#### Recorded data
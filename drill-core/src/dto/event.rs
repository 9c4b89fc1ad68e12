//! Status events posted by the worker

use serde::{Deserialize, Serialize};

use crate::domain::progress::ProgressMarker;
use crate::domain::status::{StepStatus, TaskStatus};
use crate::domain::task::TaskId;

/// Discriminator carried by the event envelope
#[derive(Debug, Clone, Copy, PartialEq, Eq, Serialize, Deserialize)]
#[serde(rename_all = "camelCase")]
pub enum EventType {
    TaskUpdate,
    StepUpdate,
}

/// Task-level update body
#[derive(Debug, Clone, PartialEq, Eq, Serialize, Deserialize)]
#[serde(rename_all = "camelCase")]
pub struct TaskUpdate {
    pub status: TaskStatus,
    #[serde(default)]
    pub logs_append: String,
}

/// Step-level update body
#[derive(Debug, Clone, PartialEq, Eq, Serialize, Deserialize)]
#[serde(rename_all = "camelCase")]
pub struct StepUpdate {
    pub step_name: String,
    pub status: StepStatus,
    #[serde(default)]
    pub logs_append: String,
}

/// Envelope posted to the coordinator's update endpoint
///
/// `data` is kept opaque here; its shape is selected by `event_type`.
#[derive(Debug, Clone, PartialEq, Serialize, Deserialize)]
#[serde(rename_all = "camelCase")]
pub struct EventEnvelope {
    pub event_type: EventType,
    pub task_id: TaskId,
    pub data: serde_json::Value,
}

/// Typed event before it is wrapped for the wire
#[derive(Debug, Clone, PartialEq, Eq)]
pub enum TaskEvent {
    Task { task_id: TaskId, update: TaskUpdate },
    Step { task_id: TaskId, update: StepUpdate },
}

impl TaskEvent {
    pub fn task(task_id: TaskId, status: TaskStatus, logs_append: impl Into<String>) -> Self {
        TaskEvent::Task {
            task_id,
            update: TaskUpdate {
                status,
                logs_append: logs_append.into(),
            },
        }
    }

    pub fn step(
        task_id: TaskId,
        step_name: impl Into<String>,
        status: StepStatus,
        logs_append: impl Into<String>,
    ) -> Self {
        TaskEvent::Step {
            task_id,
            update: StepUpdate {
                step_name: step_name.into(),
                status,
                logs_append: logs_append.into(),
            },
        }
    }

    /// A step update whose log append is a single progress marker line
    pub fn progress(
        task_id: TaskId,
        step_name: impl Into<String>,
        status: StepStatus,
        marker: &ProgressMarker,
    ) -> Self {
        Self::step(task_id, step_name, status, marker.to_log_line())
    }

    pub fn task_id(&self) -> TaskId {
        match self {
            TaskEvent::Task { task_id, .. } | TaskEvent::Step { task_id, .. } => *task_id,
        }
    }

    /// Wraps the event into the wire envelope
    pub fn into_envelope(self) -> Result<EventEnvelope, serde_json::Error> {
        match self {
            TaskEvent::Task { task_id, update } => Ok(EventEnvelope {
                event_type: EventType::TaskUpdate,
                task_id,
                data: serde_json::to_value(update)?,
            }),
            TaskEvent::Step { task_id, update } => Ok(EventEnvelope {
                event_type: EventType::StepUpdate,
                task_id,
                data: serde_json::to_value(update)?,
            }),
        }
    }
}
########
## What is expected
Repeat the records above exactly, leaving none out.

## Answer space
filename drill-core/src/dto/event.rs
repository 9c4b89fc1ad68e12
//! Status events posted by the worker

use serde::{Deserialize, Serialize};

use crate::domain::progress::ProgressMarker;
use crate::domain::status::{StepStatus, TaskStatus};
use crate::domain::task::TaskId;

/// Discriminator carried by the event envelope
#[derive(Debug, Clone, Copy, PartialEq, Eq, Serialize, Deserialize)]
#[serde(rename_all = "camelCase")]
pub enum EventType {
    TaskUpdate,
    StepUpdate,
}

/// Task-level update body
#[derive(Debug, Clone, PartialEq, Eq, Serialize, Deserialize)]
#[serde(rename_all = "camelCase")]
pub struct TaskUpdate {
    pub status: TaskStatus,
    #[serde(default)]
    pub logs_append: String,
}

/// Step-level update body
#[derive(Debug, Clone, PartialEq, Eq, Serialize, Deserialize)]
#[serde(rename_all = "camelCase")]
pub struct StepUpdate {
    pub step_name: String,
    pub status: StepStatus,
    #[serde(default)]
    pub logs_append: String,
}

/// Envelope posted to the coordinator's update endpoint
///
/// `data` is kept opaque here; its shape is selected by `event_type`.
#[derive(Debug, Clone, PartialEq, Serialize, Deserialize)]
#[serde(rename_all = "camelCase")]
pub struct EventEnvelope {
    pub event_type: EventType,
    pub task_id: TaskId,
    pub data: serde_json::Value,
}

/// Typed event before it is wrapped for the wire
#[derive(Debug, Clone, PartialEq, Eq)]
pub enum TaskEvent {
    Task { task_id: TaskId, update: TaskUpdate },
    Step { task_id: TaskId, update: StepUpdate },
}

impl TaskEvent {
    pub fn task(task_id: TaskId, status: TaskStatus, logs_append: impl Into<String>) -> Self {
        TaskEvent::Task {
            task_id,
            update: TaskUpdate {
                status,
                logs_append: logs_append.into(),
            },
        }
    }

    pub fn step(
        task_id: TaskId,
        step_name: impl Into<String>,
        status: StepStatus,
        logs_append: impl Into<String>,
    ) -> Self {
        TaskEvent::Step {
            task_id,
            update: StepUpdate {
                step_name: step_name.into(),
                status,
                logs_append: logs_append.into(),
            },
        }
    }

    /// A step update whose log append is a single progress marker line
    pub fn progress(
        task_id: TaskId,
        step_name: impl Into<String>,
        status: StepStatus,
        marker: &ProgressMarker,
    ) -> Self {
        Self::step(task_id, step_name, status, marker.to_log_line())
    }

    pub fn task_id(&self) -> TaskId {
        match self {
            TaskEvent::Task { task_id, .. } | TaskEvent::Step { task_id, .. } => *task_id,
        }
    }

    /// Wraps the event into the wire envelope
    pub fn into_envelope(self) -> Result<EventEnvelope, serde_json::Error> {
        match self {
            TaskEvent::Task { task_id, update } => Ok(EventEnvelope {
                event_type: EventType::TaskUpdate,
                task_id,
                data: serde_json::to_value(update)?,
            }),
            TaskEvent::Step { task_id, update } => Ok(EventEnvelope {
                event_type: EventType::StepUpdate,
                task_id,
                data: serde_json::to_value(update)?,
            }),
        }
    }
}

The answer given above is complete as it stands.